> _Collected data_
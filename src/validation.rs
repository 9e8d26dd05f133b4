//! Validation helpers and the pluggable validator hierarchy
//!
//! This module provides the free-standing string/email validation helpers
//! together with the `DataValidator` trait used by `GenericDataContainer`
//! to gate every store operation. Validators are pure predicates: they
//! never fail with an error, they only report pass/fail. Malformed input
//! is treated as a failed validation (fail-safe).

use crate::constants::{DEFAULT_MAX_STRING_LENGTH, DEFAULT_MIN_STRING_LENGTH};
use crate::value::Value;
use regex::Regex;
use rust_decimal::prelude::ToPrimitive;

/// Rules applied by `StringValidator` and `validate_string`
#[derive(Debug, Clone, PartialEq, Eq)]
pub struct StringRules {
    /// Minimum length in characters
    pub min_length: usize,
    /// Maximum length in characters
    pub max_length: usize,
    /// Require the first character to be alphabetic
    pub start_with_alpha: bool,
    /// Require at least one space character
    pub contain_at_least_one_space: bool,
    /// Accept an absent value
    pub can_be_none: bool,
}

impl Default for StringRules {
    fn default() -> Self {
        Self {
            min_length: DEFAULT_MIN_STRING_LENGTH,
            max_length: DEFAULT_MAX_STRING_LENGTH,
            start_with_alpha: true,
            contain_at_least_one_space: false,
            can_be_none: false,
        }
    }
}

impl StringRules {
    /// Set the minimum accepted length
    pub fn min_length(mut self, min_length: usize) -> Self {
        self.min_length = min_length;
        self
    }

    /// Set the maximum accepted length
    pub fn max_length(mut self, max_length: usize) -> Self {
        self.max_length = max_length;
        self
    }

    /// Require or relax the leading-alphabetic rule
    pub fn start_with_alpha(mut self, required: bool) -> Self {
        self.start_with_alpha = required;
        self
    }

    /// Require at least one space character
    pub fn contain_at_least_one_space(mut self, required: bool) -> Self {
        self.contain_at_least_one_space = required;
        self
    }

    /// Accept an absent value
    pub fn can_be_none(mut self, allowed: bool) -> Self {
        self.can_be_none = allowed;
        self
    }
}

/// Inclusive numeric bounds applied by `NumberValidator`
///
/// An absent bound leaves that side unbounded.
#[derive(Debug, Clone, Copy, PartialEq, Default)]
pub struct NumericRange {
    pub min_value: Option<f64>,
    pub max_value: Option<f64>,
}

impl NumericRange {
    /// Create a range with both bounds set
    pub fn new(min_value: f64, max_value: f64) -> Self {
        Self {
            min_value: Some(min_value),
            max_value: Some(max_value),
        }
    }

    /// Create a range bounded only from below
    pub fn at_least(min_value: f64) -> Self {
        Self {
            min_value: Some(min_value),
            max_value: None,
        }
    }

    /// Create a range bounded only from above
    pub fn at_most(max_value: f64) -> Self {
        Self {
            min_value: None,
            max_value: Some(max_value),
        }
    }

    /// Check a candidate against the bounds (inclusive)
    pub fn contains(&self, candidate: f64) -> bool {
        if let Some(min) = self.min_value {
            if candidate < min {
                return false;
            }
        }
        if let Some(max) = self.max_value {
            if candidate > max {
                return false;
            }
        }
        true
    }
}

/// Broad category of a validator, used by containers to reject a validator
/// of the wrong kind for their declared shape.
#[derive(Debug, Clone, Copy, PartialEq, Eq)]
pub enum ValidatorKind {
    /// Validates textual values
    String,
    /// Validates numeric values
    Numeric,
}

/// Capability implemented by every concrete validator.
///
/// There is deliberately no default implementation: a validator that has
/// not decided what to accept cannot exist.
pub trait DataValidator: Send + Sync {
    /// The category this validator belongs to
    fn kind(&self) -> ValidatorKind;

    /// Inspect a candidate value, returning pass/fail. Never errors;
    /// input the validator does not understand fails.
    fn validate(&self, value: &Value) -> bool;
}

/// Validator applying `StringRules` to textual candidates
#[derive(Debug, Clone, Default)]
pub struct StringValidator {
    rules: StringRules,
}

impl StringValidator {
    /// Create a validator with the given rules
    pub fn new(rules: StringRules) -> Self {
        Self { rules }
    }

    /// The rules this validator applies
    pub fn rules(&self) -> &StringRules {
        &self.rules
    }
}

impl DataValidator for StringValidator {
    fn kind(&self) -> ValidatorKind {
        ValidatorKind::String
    }

    fn validate(&self, value: &Value) -> bool {
        match value {
            Value::Null => validate_string(None, &self.rules),
            Value::Text(s) => validate_string(Some(s), &self.rules),
            _ => false,
        }
    }
}

/// Validator applying an inclusive `NumericRange` to numeric candidates
#[derive(Debug, Clone, Copy, Default)]
pub struct NumberValidator {
    range: NumericRange,
}

impl NumberValidator {
    /// Create a validator with the given range
    pub fn new(range: NumericRange) -> Self {
        Self { range }
    }

    /// The range this validator applies
    pub fn range(&self) -> &NumericRange {
        &self.range
    }
}

impl DataValidator for NumberValidator {
    fn kind(&self) -> ValidatorKind {
        ValidatorKind::Numeric
    }

    fn validate(&self, value: &Value) -> bool {
        let candidate = match value {
            Value::Int(i) => Some(*i as f64),
            Value::Float(v) => Some(*v),
            Value::Decimal(d) => d.to_f64(),
            _ => None,
        };

        match candidate {
            Some(v) => self.range.contains(v),
            None => false,
        }
    }
}

/// Validate a possibly-absent string against the given rules
pub fn validate_string(input: Option<&str>, rules: &StringRules) -> bool {
    let input = match input {
        Some(s) => s,
        None => return rules.can_be_none,
    };

    let length = input.chars().count();
    if length < rules.min_length {
        return false;
    }
    if length > rules.max_length {
        return false;
    }
    if rules.start_with_alpha {
        match input.chars().next() {
            Some(first) if first.is_alphabetic() => {}
            Some(_) => return false,
            None => {}
        }
    }
    if rules.contain_at_least_one_space && !input.contains(' ') {
        return false;
    }
    true
}

/// Basic sanity check for an email address
///
/// Rejects anything containing a space or 7 characters or fewer; otherwise
/// the address must match `local@domain.tld`.
pub fn is_valid_email(email: &str) -> bool {
    if email.contains(' ') {
        return false;
    }
    if email.len() > 7 {
        if let Ok(re) = Regex::new(r"[^@]+@[^@]+\.[^@]+") {
            return re.is_match(email);
        }
    }
    false
}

> _What you have to do_
Report every line in the data that holds "email", copying each one.

> _Response to this task_
//! This module provides the free-standing string/email validation helpers
/// Basic sanity check for an email address
pub fn is_valid_email(email: &str) -> bool {
    if email.contains(' ') {
    if email.len() > 7 {
            return re.is_match(email);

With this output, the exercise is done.